The common thread in this issue is language. This is not only a basic tool in health care but also in ethics. One of the fundamental components of health care is communication. Health care provider and health care receiver are continuously interacting. Concerns and complaints are expressed through linguistic means. Recommendations, explanations and reassurances are provided. It is important to understand how language is functioning in these healthcare interactions, because it expresses different kinds of knowledge and values. Øystein Ringstad presents the results of his studies into how concepts are expressed in interactions between patients and practitioners. Language is also important for ethics. Basic notions such as ‘autonomy’ and ‘dignity’ are often used but it is not always clear what they exactly mean and how different people interpret them. Hans Morten Haugen analyses the notions of autonomy, dignity and vulnerability. He points out that bioethics is not only an academic discourse using these notions as guiding principles to solve ethical dilemmas. Bioethics also is public debate and policy-making, using the same notions as human rights principles to guide public policies. This interconnection in bioethics between applied ethics and human rights will be elaborated in the Thematic Section in this issue of the journal.

Communication, and therefore language competencies, is especially important in chronic illness when the autonomy of the person is more and more under threat. In such conditions, as shown in the article of Moser et al., patients will need responsive relationships with support and shared responsibility. Individual autonomy is also a basic notion in the field of acute care. It is particularly problematic in the field of parental living kidney donation. How can there be a free and informed choice when parents are strongly committed to provide the best for their children? This moral imperative is demonstrated in the study of Kristin Zeiler and others. Narrative analysis of parents’ stories clearly shows that parents should donate, so that the language of free choice is not appropriate anymore. For parents, it is ‘natural’ to donate since parents have the obligation to put the needs of their child above everything else. Donating is a matter of non-choice. These findings complicate the discourse of autonomy that usually underlies the ethical justification of living donation. From a Hippocratic perspective living donation is already difficult to justify (since potential harm to the donor cannot be avoided).

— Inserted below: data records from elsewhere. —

//! Typed identifiers for vehicles, service types and service records
//!
//! Each identifier wraps a random UUID. Displayed IDs are shortened to a
//! kind prefix plus the first eight hex digits; parsing accepts the full
//! UUID with or without that prefix.

use serde::{Deserialize, Serialize};
use std::fmt;
use std::str::FromStr;
use uuid::Uuid;

macro_rules! entity_id {
    ($(#[$meta:meta])* $name:ident, $prefix:literal) => {
        $(#[$meta])*
        #[derive(Debug, Clone, Copy, PartialEq, Eq, Hash, PartialOrd, Ord, Serialize, Deserialize)]
        #[serde(transparent)]
        pub struct $name(Uuid);

        impl $name {
            /// Prefix used when displaying and accepted when parsing
            pub const PREFIX: &'static str = $prefix;

            /// Generate a fresh random ID
            pub fn new() -> Self {
                Self(Uuid::new_v4())
            }

            pub fn as_uuid(&self) -> &Uuid {
                &self.0
            }
        }

        impl Default for $name {
            fn default() -> Self {
                Self::new()
            }
        }

        impl fmt::Display for $name {
            fn fmt(&self, f: &mut fmt::Formatter<'_>) -> fmt::Result {
                let hex = self.0.simple().to_string();
                write!(f, "{}{}", Self::PREFIX, &hex[..8])
            }
        }

        impl FromStr for $name {
            type Err = uuid::Error;

            fn from_str(s: &str) -> Result<Self, Self::Err> {
                let s = s.trim();
                let s = s.strip_prefix(Self::PREFIX).unwrap_or(s);
                Uuid::parse_str(s).map(Self)
            }
        }
    };
}

entity_id!(
    /// Identifies a [`Vehicle`](super::Vehicle)
    VehicleId,
    "veh-"
);
entity_id!(
    /// Identifies a [`ServiceType`](super::ServiceType)
    ServiceTypeId,
    "svt-"
);
entity_id!(
    /// Identifies a [`ServiceRecord`](super::ServiceRecord)
    ServiceRecordId,
    "svc-"
);
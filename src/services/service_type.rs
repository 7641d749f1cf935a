//! Service type service

use tracing::{info, warn};

use crate::audit::EntityType;
use crate::error::{RideCareError, RideCareResult};
use crate::models::{ServiceType, ServiceTypeId};
use crate::storage::Storage;

/// Service for managing the catalogue of maintenance kinds
pub struct ServiceTypeService<'a> {
    storage: &'a Storage,
}

impl<'a> ServiceTypeService<'a> {
    pub fn new(storage: &'a Storage) -> Self {
        Self { storage }
    }

    /// Create a service type with a recurrence interval in days
    pub fn create(&self, name: &str, interval_days: i64) -> RideCareResult<ServiceType> {
        let service_type = ServiceType::new(name.trim(), interval_days);

        service_type
            .validate()
            .map_err(|e| RideCareError::Validation(e.to_string()))?;

        if self
            .storage
            .service_types
            .get_by_name(&service_type.name)?
            .is_some()
        {
            warn!(name = %service_type.name, "service type already exists");
            return Err(RideCareError::Duplicate {
                entity_type: "Service type",
                identifier: service_type.name.clone(),
            });
        }

        self.storage.service_types.upsert(service_type.clone())?;
        self.storage.service_types.save()?;

        self.storage.log_create(
            EntityType::ServiceType,
            service_type.id.to_string(),
            Some(service_type.name.clone()),
            &service_type,
        )?;

        info!(service_type_id = %service_type.id, name = %service_type.name, "created service type");
        Ok(service_type)
    }

    pub fn get(&self, id: ServiceTypeId) -> RideCareResult<Option<ServiceType>> {
        self.storage.service_types.get(id)
    }

    /// Find a service type by name or ID
    pub fn find(&self, identifier: &str) -> RideCareResult<Option<ServiceType>> {
        if let Some(service_type) = self.storage.service_types.get_by_name(identifier)? {
            return Ok(Some(service_type));
        }

        if let Ok(id) = identifier.trim().parse::<ServiceTypeId>() {
            return self.storage.service_types.get(id);
        }

        Ok(None)
    }

    /// Find a service type or fail with a not-found error
    pub fn require(&self, identifier: &str) -> RideCareResult<ServiceType> {
        self.find(identifier)?
            .ok_or_else(|| RideCareError::service_type_not_found(identifier))
    }

    /// All service types, sorted by name
    pub fn list(&self) -> RideCareResult<Vec<ServiceType>> {
        self.storage.service_types.get_all()
    }
}

#[cfg(test)]
mod tests {
    use super::*;
    use crate::config::paths::RideCarePaths;
    use tempfile::TempDir;

    fn create_test_storage() -> (TempDir, Storage) {
        let temp_dir = TempDir::new().unwrap();
        let paths = RideCarePaths::with_base_dir(temp_dir.path().to_path_buf());
        let storage = Storage::open(paths).unwrap();
        (temp_dir, storage)
    }

    #[test]
    fn test_create_and_find() {
        let (_temp, storage) = create_test_storage();
        let service = ServiceTypeService::new(&storage);

        let created = service.create(" Oil Change ", 90).unwrap();
        assert_eq!(created.name, "Oil Change");
        assert_eq!(created.interval_days, 90);

        assert_eq!(service.find("oil change").unwrap(), Some(created.clone()));
        assert_eq!(
            service.find(&created.id.as_uuid().to_string()).unwrap(),
            Some(created)
        );
    }

    #[test]
    fn test_rejects_bad_interval() {
        let (_temp, storage) = create_test_storage();
        let service = ServiceTypeService::new(&storage);

        assert!(service.create("Wash", 0).unwrap_err().is_validation());
        assert!(service.create("Wash", -5).unwrap_err().is_validation());
        assert!(service.list().unwrap().is_empty());
    }

    #[test]
    fn test_rejects_duplicate_name() {
        let (_temp, storage) = create_test_storage();
        let service = ServiceTypeService::new(&storage);

        service.create("Tire Rotation", 180).unwrap();
        let err = service.create("TIRE ROTATION", 90).unwrap_err();
        assert!(matches!(err, RideCareError::Duplicate { .. }));
    }

    #[test]
    fn test_list_sorted_by_name() {
        let (_temp, storage) = create_test_storage();
        let service = ServiceTypeService::new(&storage);
        service.create("Tire Rotation", 180).unwrap();
        service.create("air filter", 365).unwrap();
        service.create("Brake Inspection", 365).unwrap();

        let names: Vec<_> = service.list().unwrap().into_iter().map(|t| t.name).collect();
        assert_eq!(names, vec!["air filter", "Brake Inspection", "Tire Rotation"]);
    }

    #[test]
    fn test_require_missing() {
        let (_temp, storage) = create_test_storage();
        let service = ServiceTypeService::new(&storage);

        let err = service.require("Detailing").unwrap_err();
        assert!(err.is_not_found());
        assert!(err.to_string().contains("Detailing"));
    }
}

Finally, Kasper Lipper-Rasmussen and Sigurd Lauridsen discuss the issue of justice and allocation of healthcare resources. They focus on indirect, non-health effects of allocation, for example on the quality of life within society or the productivity of the workforce. They examine the principal objections against counting these effects. They conclude that indirect, non-health effects should be taken into account since health needs are related to other urgent needs such as employment, care and basic education.

The special section in this issue, “Medicine, Ethics and Human Rights” has been edited by Andreas Frewer and Markus Rothhaar. The contributions have been prepared by the Forum for Medicine and Human Rights in the University of Erlangen-Nuremberg. The city of Nuremberg considers itself as the ‘City of Human Rights’ to undo the dark episodes of the past. It has also been the location of the Nuremberg Code as one of the first international legal documents in the field of medical ethics. The contributions in this section clearly show the new stage in the development of global bioethics, with an increasing body of documents, guidelines, publications at the level of international law. The language of human rights is becoming the new language of bioethics.